Doch wie geht es in der zweiten Legislaturhälfte weiter? Zu hoffen ist, dass sich die bürgerliche Mitte wieder geeinter zeigt. Von Profilierungssorge und Wahlmisserfolgen gebeutelt, passte die CVP unter ihrem neuen Präsidenten Gerhard Pfister ihre Positionierung an. In dieser Legislatur brachen die Christdemokraten häufiger die in der jüngeren Vergangenheit praktizierte Allianz mit der FDP. Bei der Rentenreform stimmte die CVP mit der Linken, bei Ausländerthemen mit der SVP. Zwar erkennen die beiden Ständeratsmitglieder Karin Keller-Sutter (FDP) und Ivo Bischofberger (CVP) darin nichts Ungewöhnliches (siehe Interviews auf den folgenden Seiten). Die Schweizer Politik sei seit jeher geprägt von wechselnden Mehrheiten. Dennoch darf vermutet werden: Dividieren sich bei dringend notwendigen Reformen schon FDP und CVP auseinander, wird es äusserst schwierig, die Mehrheit des Volkes von einer Reform zu überzeugen.

Wahlbarometer

Gemäss dem SRG-Wahlbarometer zur Halbzeit der Legislatur legen FDP (+ 0,7%), Grüne (+ 1,0%) und GLP (+ 0,8%) in der Wählergunst zu. Verluste müssen SVP (– 0,7%), SP (– 1,1%), CVP (– 0,7%) und BDP (– 0,7%) hinnehmen. Insgesamt ergibt die Umfrage aber eine Parteienlandschaft mit wenig Veränderungen gegenüber 2015. So gaben auch 87 Prozent der Antwortenden an, derzeit dieselbe Partei wählen zu wollen wie vor zwei Jahren.
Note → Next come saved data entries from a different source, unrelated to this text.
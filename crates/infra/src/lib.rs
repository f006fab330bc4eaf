//! `cyclecount-infra`
//!
//! **Responsibility:** everything that touches files or devices.
//!
//! - Inventory workbook loading with schema validation and mtime-based reload
//! - Daily list / final report workbook exports
//! - Variance chart rendering
//! - Barcode scanner capabilities
//!
//! Domain rules stay in `cyclecount-inventory`; this crate only moves data in and out.

pub mod chart;
pub mod error;
pub mod inventory_source;
pub mod scanner;
pub mod workbook;

pub use chart::{CHART_HEIGHT, DEFAULT_CHART_FILE, chart_width, render_variance_chart};
pub use error::{InfraError, InfraResult};
pub use inventory_source::InventorySource;
pub use scanner::{CommandScanner, NoScanner, ScriptedScanner, SkuScanner};
pub use workbook::{
    ExportKind, InventorySheet, export_daily_list, export_file_name, export_report, load_counts,
    load_inventory,
};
Erneuerung für die Ostschweiz?

Dass der Nationalrat aus Ostschweizer Sicht mit etwas anderen Gesichtern in die zweite Legislaturhälfte starten wird, ist (bis jetzt?) ausschliesslich auf den Thurgau zurückzuführen. Seine Delegation erhielt mit der Wintersession eine Blutauffrischung. Für den Amriswiler Unternehmer Hermann Hess (FDP) rückt der Druckunternehmer und Thurgauer Gewerbepräsident Hansjörg Brunner nach, auf den langjährigen Bauernpräsidenten Hansjörg Walter (SVP) folgt die Romanshorner Unternehmerin Diana Gutjahr.
Gut möglich, dass schon bald ein zusätzlicher Thurgauer im Nationalrat sitzt – nämlich dann, wenn es bei der CVP St.Gallen zu einem Wechsel kommen sollte: Der in Bischofszell aufgewachsene Olma-Direktor Nicolo Paganini ist bei den Christdemokraten erster Ersatz. Bei den anderen bürgerlichen Parteien warten Walter Locher (FDP) und Mike Egger (SVP) als erster Ersatz auf eine Einwechslung.
In Appenzell Ausserrhoden und Innerrhoden dürfte es zu keinen Wechseln kommen.